Although you will find that having a 100% virtualized environment is certainly achievable, there are a few reasons why you might want to maintain a few physical servers:
- Support issues. Some application vendors may require you to reproduce the problem on a physical server if they suspect the virtual host might be causing the problem. For this reason, it is a good idea to keep a physical server around for certain infrastructure components like Active Directory. If you have eight domain controllers in your environment, you might consider virtualizing six of them and leaving two of them as physical servers. Same with database servers; if you leave one or two Oracle or SQL database servers as physical servers, it gives you the flexibility to move a database hosted on a VM to a physical server if the vendor requests it.

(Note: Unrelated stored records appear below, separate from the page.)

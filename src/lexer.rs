//! Tokenizer for primitive expressions.
//!
//! Expressions are scanned once into a flat list of tokens holding byte offsets into the source
//! text. Quoted literals are single tokens, so parentheses, commas and keywords inside quotes are
//! never seen by the parser or the rewriter.

use crate::parser::ParseError;

/// Deepest allowed nesting of alternating quotes, e.g. `"a 'b' c"`.
const MAX_QUOTE_DEPTH: usize = 2;

/// Kind of a token.
#[derive(Clone, Copy, Debug, Eq, PartialEq)]
pub enum TokenKind {
    /// Identifier: a letter or `_` followed by letters, digits or `_`.
    Ident,
    /// Quoted literal, quotes included.
    Literal,
    /// `(`
    Open,
    /// `)`
    Close,
    /// `,`
    Comma,
    /// Any other single character.
    Other,
}

/// A token and its byte span `[start, end)` in the source text.
#[derive(Clone, Copy, Debug, Eq, PartialEq)]
pub struct Token {
    pub kind: TokenKind,
    pub start: usize,
    pub end: usize,
}

impl Token {
    /// Returns the source text covered by the token.
    pub fn text<'a>(&self, src: &'a str) -> &'a str {
        &src[self.start..self.end]
    }
}

/// Split an expression into tokens.
///
/// # Arguments
///
/// * `expr`: Expression text
pub fn tokenize(expr: &str) -> Result<Vec<Token>, ParseError> {
    let mut tokens = Vec::new();
    let mut chars = expr.char_indices().peekable();
    while let Some((start, c)) = chars.next() {
        let kind = match c {
            c if c.is_whitespace() => continue,
            '(' => TokenKind::Open,
            ')' => TokenKind::Close,
            ',' => TokenKind::Comma,
            '\'' | '"' => {
                scan_literal(c, start, &mut chars)?;
                TokenKind::Literal
            }
            c if c.is_alphabetic() || c == '_' => {
                while let Some(&(_, next)) = chars.peek() {
                    if next.is_alphanumeric() || next == '_' {
                        chars.next();
                    } else {
                        break;
                    }
                }
                TokenKind::Ident
            }
            _ => TokenKind::Other,
        };
        let end = chars.peek().map_or(expr.len(), |&(index, _)| index);
        tokens.push(Token { kind, start, end });
    }
    Ok(tokens)
}

/// Consume a quoted literal whose opening quote has already been read.
///
/// A quote equal to the innermost open one closes it, the other kind opens a nested level.
fn scan_literal<I>(
    opening: char,
    position: usize,
    chars: &mut std::iter::Peekable<I>,
) -> Result<(), ParseError>
where
    I: Iterator<Item = (usize, char)>,
{
    let mut stack = vec![opening];
    for (index, c) in chars.by_ref() {
        if c != '\'' && c != '"' {
            continue;
        }
        if stack.last() == Some(&c) {
            stack.pop();
            if stack.is_empty() {
                return Ok(());
            }
        } else if stack.len() < MAX_QUOTE_DEPTH {
            stack.push(c);
        } else {
            return Err(ParseError::Quote { position: index });
        }
    }
    Err(ParseError::Quote { position })
}

/// Check that every `(` has a matching `)`.
pub fn check_balance(tokens: &[Token]) -> Result<(), ParseError> {
    let mut open = Vec::new();
    for token in tokens {
        match token.kind {
            TokenKind::Open => open.push(token.start),
            TokenKind::Close => {
                if open.pop().is_none() {
                    return Err(ParseError::Unbalanced {
                        position: token.start,
                    });
                }
            }
            _ => (),
        }
    }
    match open.pop() {
        Some(position) => Err(ParseError::Unbalanced { position }),
        None => Ok(()),
    }
}

/// Returns the index of the `)` token matching the `(` token at `open`.
pub fn matching_close(tokens: &[Token], open: usize) -> Option<usize> {
    let mut depth = 0_usize;
    for (index, token) in tokens.iter().enumerate().skip(open) {
        match token.kind {
            TokenKind::Open => depth += 1,
            TokenKind::Close => {
                depth = depth.checked_sub(1)?;
                if depth == 0 {
                    return Some(index);
                }
            }
            _ => (),
        }
    }
    None
}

- Infrastructure issues. If your environment suffers a major failure (for example, a storage area network [SAN] goes down or you experience a major network failure), you may lose most of your VMs. For this reason, you may want to copy at least one DNS/DHCP physical server (because many functions rely on DNS to work properly).
- All the eggs in one basket. You will most likely be using shared storage with your ESX hosts to take advantage of all the features that require it. However, if something happens to that storage, it will affect all your hosts and VMs that utilize it. To offset this risk, consider running a few of your key infrastructure VMs (for example, domain controllers, authentication servers, database servers, and DNS servers) on local disk rather than shared storage. That way the VM will not be affected if something happens to your shared storage device.